O termo "resposta imunológica" refere-se a montagem de uma resposta pelo hospedeiro que confere imunidade protetora e pode ser considerada a resposta suficiente para prevenir o organismo receptor de desenvolver sintomas relacionados à infecção.
O termo "fragmento de expressão gênica" refere-se a uma construção de ácidos nucléicos compreendendo um ácido nucléico de origem heteróloga que está sob controle transcricional de um promotor.

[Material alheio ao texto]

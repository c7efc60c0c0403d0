#![allow(dead_code)]

use std::collections::{HashMap, VecDeque};
use std::sync::Mutex;
use std::sync::atomic::{AtomicBool, AtomicUsize, Ordering};
use std::time::Duration;

use async_trait::async_trait;
use chrono::Utc;
use eduflow::error::AppError;
use eduflow::models::{CourseField, CourseRecord, Item, Module, TaskDocument, UserProfile};
use eduflow::remote::RemoteStore;
use sqlx::SqlitePool;
use sqlx::sqlite::SqlitePoolOptions;

/// In-process remote store with switchable failures.
#[derive(Default)]
pub struct FakeRemote {
    pub courses: Mutex<Vec<CourseRecord>>,
    pub tasks: Mutex<Vec<TaskDocument>>,
    pub profiles: Mutex<HashMap<String, UserProfile>>,
    pub fail_reads: AtomicBool,
    pub fail_writes: AtomicBool,
    pub fetch_calls: AtomicUsize,
    pub profile_writes: AtomicUsize,
    /// Per-call (delay, reject) for course field writes, consumed in order.
    pub write_script: Mutex<VecDeque<(Duration, bool)>>,
}

impl FakeRemote {
    pub fn with_courses(courses: Vec<CourseRecord>) -> Self {
        let remote = Self::default();
        *remote.courses.lock().unwrap() = courses;
        remote
    }

    pub fn set_fail_reads(&self, fail: bool) {
        self.fail_reads.store(fail, Ordering::SeqCst);
    }

    pub fn set_fail_writes(&self, fail: bool) {
        self.fail_writes.store(fail, Ordering::SeqCst);
    }

    pub fn course(&self, id: &str) -> Option<CourseRecord> {
        self.courses.lock().unwrap().iter().find(|c| c.id == id).cloned()
    }

    /// The next course field write waits `delay`, then is accepted or rejected.
    pub fn script_write(&self, delay: Duration, reject: bool) {
        self.write_script.lock().unwrap().push_back((delay, reject));
    }

    /// Simulates a write from another client.
    pub fn concurrent_edit(&self, id: &str, title: &str) {
        let mut courses = self.courses.lock().unwrap();
        if let Some(course) = courses.iter_mut().find(|c| c.id == id) {
            course.title = title.to_string();
            course.version += 1;
        }
    }

    fn check_writes(&self) -> Result<(), AppError> {
        if self.fail_writes.load(Ordering::SeqCst) {
            return Err(AppError::Remote("write rejected".to_string()));
        }
        Ok(())
    }
}

#[async_trait]
impl RemoteStore for FakeRemote {
    async fn fetch_courses(&self) -> Result<Vec<CourseRecord>, AppError> {
        self.fetch_calls.fetch_add(1, Ordering::SeqCst);
        if self.fail_reads.load(Ordering::SeqCst) {
            return Err(AppError::Remote("offline".to_string()));
        }
        Ok(self.courses.lock().unwrap().clone())
    }

    async fn insert_course(&self, course: &CourseRecord) -> Result<CourseRecord, AppError> {
        self.check_writes()?;
        self.courses.lock().unwrap().push(course.clone());
        Ok(course.clone())
    }

    async fn update_course_fields(
        &self,
        id: &str,
        fields: &[CourseField],
        expected_version: u64,
    ) -> Result<u64, AppError> {
        let step = self.write_script.lock().unwrap().pop_front();
        if let Some((delay, reject)) = step {
            tokio::time::sleep(delay).await;
            if reject {
                return Err(AppError::Remote("write rejected".to_string()));
            }
        }
        self.check_writes()?;
        let mut courses = self.courses.lock().unwrap();
        let course = courses
            .iter_mut()
            .find(|c| c.id == id)
            .ok_or(AppError::NotFound)?;
        if course.version != expected_version {
            return Err(AppError::Conflict(format!(
                "expected version {}, found {}",
                expected_version, course.version
            )));
        }
        for field in fields {
            field.clone().apply(course);
        }
        course.version += 1;
        Ok(course.version)
    }

    async fn fetch_tasks(&self, owner_id: &str) -> Result<Vec<TaskDocument>, AppError> {
        if self.fail_reads.load(Ordering::SeqCst) {
            return Err(AppError::Remote("offline".to_string()));
        }
        Ok(self
            .tasks
            .lock()
            .unwrap()
            .iter()
            .filter(|t| t.owner_id == owner_id)
            .cloned()
            .collect())
    }

    async fn insert_task(&self, task: &TaskDocument) -> Result<(), AppError> {
        self.check_writes()?;
        self.tasks.lock().unwrap().push(task.clone());
        Ok(())
    }

    async fn update_task_status(&self, task: &TaskDocument) -> Result<(), AppError> {
        self.check_writes()?;
        let mut tasks = self.tasks.lock().unwrap();
        let stored = tasks
            .iter_mut()
            .find(|t| t.id == task.id)
            .ok_or(AppError::NotFound)?;
        stored.status = task.status;
        stored.updated_at = task.updated_at;
        Ok(())
    }

    async fn delete_task(&self, id: &str) -> Result<(), AppError> {
        self.check_writes()?;
        self.tasks.lock().unwrap().retain(|t| t.id != id);
        Ok(())
    }

    async fn fetch_profile(&self, uid: &str) -> Result<Option<UserProfile>, AppError> {
        if self.fail_reads.load(Ordering::SeqCst) {
            return Err(AppError::Remote("offline".to_string()));
        }
        Ok(self.profiles.lock().unwrap().get(uid).cloned())
    }

    async fn put_profile(&self, profile: &UserProfile) -> Result<(), AppError> {
        self.check_writes()?;
        self.profile_writes.fetch_add(1, Ordering::SeqCst);
        self.profiles
            .lock()
            .unwrap()
            .insert(profile.uid.clone(), profile.clone());
        Ok(())
    }
}

pub fn course(id: &str) -> CourseRecord {
    CourseRecord {
        id: id.to_string(),
        title: format!("Kelas {}", id),
        description: String::new(),
        code: format!("{}CODE", id.to_uppercase()),
        color: "bg-teal-600".to_string(),
        meeting_link: None,
        modules: vec![Module {
            title: "Bab 1".to_string(),
            items: vec![Item::Assignment {
                id: format!("{}-assign", id),
                title: "Tugas 1".to_string(),
                deadline: "Minggu Depan".to_string(),
                attachment: None,
                completed: false,
            }],
        }],
        submissions: Vec::new(),
        discussions: Vec::new(),
        students: Vec::new(),
        calendar_events: Vec::new(),
        created_at: Utc::now(),
        version: 1,
    }
}

pub async fn setup_test_db() -> SqlitePool {
    let pool = SqlitePoolOptions::new()
        .max_connections(1)
        .connect("sqlite::memory:")
        .await
        .expect("Failed to create test db");

    sqlx::migrate!("./migrations")
        .run(&pool)
        .await
        .expect("Failed to run migrations");

    pool
}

O termo "polipeptídeo imunogênico" refere-se a uma porção de uma proteína associada à virulência de R. equi ou a proteína integralmente, assim como é expressa naturalmente por R. equi. O polipeptídeo imunogênico deve ser capaz de estimular uma resposta imunológica quando expresso pelo vetor vacinai bacteriano no ambiente do organismo receptor.
O termo "farmaceuticamente aceitável" significa uma composição aprovada pelas agências reguladoras ou incluída nas Farmacopéias Nacionais e/ou Internacionalmente reconhecidas.

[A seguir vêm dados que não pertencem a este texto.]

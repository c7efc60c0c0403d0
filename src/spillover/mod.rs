//! Size-based routing of uploaded files.
//!
//! Encoded payloads up to the threshold are inlined into course records;
//! anything larger is spilled into the local `file` namespace and replaced by
//! a `LOCAL:<key>` reference. Payloads that themselves start with `LOCAL:`
//! are always spilled so they cannot be mistaken for a reference. Spilled
//! entries are device-local and survive until
//! [`SpilloverCodec::collect_garbage`] removes them.

pub mod reference;

use std::collections::HashSet;
use std::sync::Arc;
use std::time::Duration;

use base64ct::{Base64, Encoding};
use chrono::Utc;
use rand::Rng;
use tracing::{debug, info, warn};

use crate::error::AppError;
use crate::kv::{KeyValueStore, Namespace};

pub use reference::{LOCAL_PREFIX, StorageReference};

pub const DEFAULT_THRESHOLD: usize = 1_000_000;

/// Unreferenced entries younger than this survive GC, so an upload that has
/// not been attached to a course yet is not lost.
pub const DEFAULT_GC_GRACE: Duration = Duration::from_secs(24 * 60 * 60);

/// Returned by [`SpilloverCodec::resolve`] when content cannot be found.
pub const PLACEHOLDER: &str = "#";

pub struct SpilloverCodec {
    store: Arc<dyn KeyValueStore>,
    threshold: usize,
    gc_grace: Duration,
}

impl SpilloverCodec {
    pub fn new(store: Arc<dyn KeyValueStore>, threshold: usize) -> Self {
        Self {
            store,
            threshold,
            gc_grace: DEFAULT_GC_GRACE,
        }
    }

    pub fn with_gc_grace(mut self, gc_grace: Duration) -> Self {
        self.gc_grace = gc_grace;
        self
    }

    /// Encodes a whole file as a self-describing data URL.
    pub fn encode(bytes: &[u8], content_type: &str) -> String {
        let content_type = if content_type.is_empty() {
            "application/octet-stream"
        } else {
            content_type
        };
        format!("data:{};base64,{}", content_type, Base64::encode_string(bytes))
    }

    pub async fn route(&self, payload: String) -> Result<StorageReference, AppError> {
        let length = payload.chars().count();
        if length <= self.threshold && !payload.starts_with(LOCAL_PREFIX) {
            debug!("inlining payload of {} chars", length);
            return Ok(StorageReference::Inline(payload));
        }

        let key = generate_key();
        self.store
            .put(Namespace::File, &key, &payload)
            .await
            .inspect_err(|e| warn!("failed to spill payload of {} chars: {}", length, e))?;

        info!("spilled payload of {} chars to local key {}", length, key);
        Ok(StorageReference::Local(key))
    }

    /// Encodes and routes in one step, the way an upload handler needs it.
    pub async fn store_file(
        &self,
        bytes: &[u8],
        content_type: &str,
    ) -> Result<StorageReference, AppError> {
        self.route(Self::encode(bytes, content_type)).await
    }

    /// Never fails: missing or unreadable local entries yield [`PLACEHOLDER`].
    pub async fn resolve(&self, reference: &str) -> String {
        if reference.is_empty() {
            return PLACEHOLDER.to_string();
        }

        match StorageReference::parse(reference) {
            StorageReference::Local(key) => match self.store.get(Namespace::File, &key).await {
                Ok(Some(payload)) => payload,
                Ok(None) => {
                    debug!("local entry {} is gone", key);
                    PLACEHOLDER.to_string()
                }
                Err(e) => {
                    warn!("failed to read local entry {}: {}", key, e);
                    PLACEHOLDER.to_string()
                }
            },
            _ => reference.to_string(),
        }
    }

    /// Deletes spilled entries that no live reference points at and that
    /// have not been touched within the grace period.
    pub async fn collect_garbage<'a, I>(&self, live_refs: I) -> Result<usize, AppError>
    where
        I: IntoIterator<Item = &'a str>,
    {
        let live: HashSet<String> = live_refs
            .into_iter()
            .filter_map(|r| r.strip_prefix(LOCAL_PREFIX))
            .map(str::to_string)
            .collect();

        let Some(cutoff) = chrono::Duration::from_std(self.gc_grace)
            .ok()
            .and_then(|grace| Utc::now().checked_sub_signed(grace))
        else {
            return Ok(0);
        };

        let mut removed = 0;
        for key in self.store.keys_untouched_since(Namespace::File, cutoff).await? {
            if !live.contains(&key) && self.store.delete(Namespace::File, &key).await? {
                removed += 1;
            }
        }

        info!("blob gc removed {} unreferenced entries ({} live)", removed, live.len());
        Ok(removed)
    }
}

/// `file_<millis>_<9 base36 chars>`.
fn generate_key() -> String {
    let mut rng = rand::rng();
    let suffix: String = (0..9)
        .map(|_| std::char::from_digit(rng.random_range(0..36), 36).unwrap_or('0'))
        .collect();
    format!("file_{}_{}", Utc::now().timestamp_millis(), suffix)
}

O termo "promotor" refere-se a uma sequência de nucleotídeos de ácidos nucléicos responsável pela ligação de complexos protéicos que compreendam uma enzima RNA polimerase, resultando no início da transcrição de um gene justaposto.
Os termos "ácido nucléico", "nucleotídeo" e "polinucleotídeo" utilizados nas descrições referem-se à desoxiribonucleotídeos (DNA) ou ribonucleotídeos e seus polímeros, sejam na forma de fita única ou em dupla fita. Esses termos estão relacionados com ácidos nucléicos que contêm análogos naturais de nucleotídeos, que tenham propriedades de ligação idênticas aos ácidos nucléicos de referência, e são metabolizados de maneira similar aos nucleotídeos encontrados naturalmente. Ainda, o termo ácido nucléico é utilizado para descrever genes, DNA complementar (cDNA), e o RNA mensageiro (mRNA) transcrito de um gene. Ainda sobre os termos "ácido nucléico", "nucleotídeo" e "polinucleotídeo", eles compreendem moléculas de DNA de quaisquer origens (cDNA ou genômico), moléculas de RNA, moléculas análogas de DNA ou RNA, geradas a partir de reações com nucleotídeos análogos.
O termo "identidade", relativo às sequências de ácidos nucléicos e proteínas, refere-se à comparação entre duas ou mais sequências polinucleotídicas ou entre duas ou mais sequências polipeptí dicas, respectivamente.
O termo "transformação" é utilizado para referir- se a transferência de ácido nucléico para o interior de uma célula, e o termo "transformação genética" refere-se a transferência e incorporação de DNA recombinante no interior de uma célula.
O termo "variante" é utilizado para referir-se a polinucleotídeos ou polipeptídeos que apresentam diferenças quando comparado com o ácido nucléico ou polipeptídeos de referência, no entanto mantém suas propriedades essenciais.
O termo "similar" refere-se ao fato de que a troca de um aminoácido de uma determinada posição em uma cadeia polipeptídica não resulta em alteração funcional e estrutural quando comparada com a molécula de referência.
EXEMPLOS
As linhagens e plasmídeos foram obtidas de fontes comerciais e sua utilização ocorreu segundo seus fabricantes. A identidade e a pureza de todos os compostos foram verificadas por meio de análise de LC-MS e RNM IH.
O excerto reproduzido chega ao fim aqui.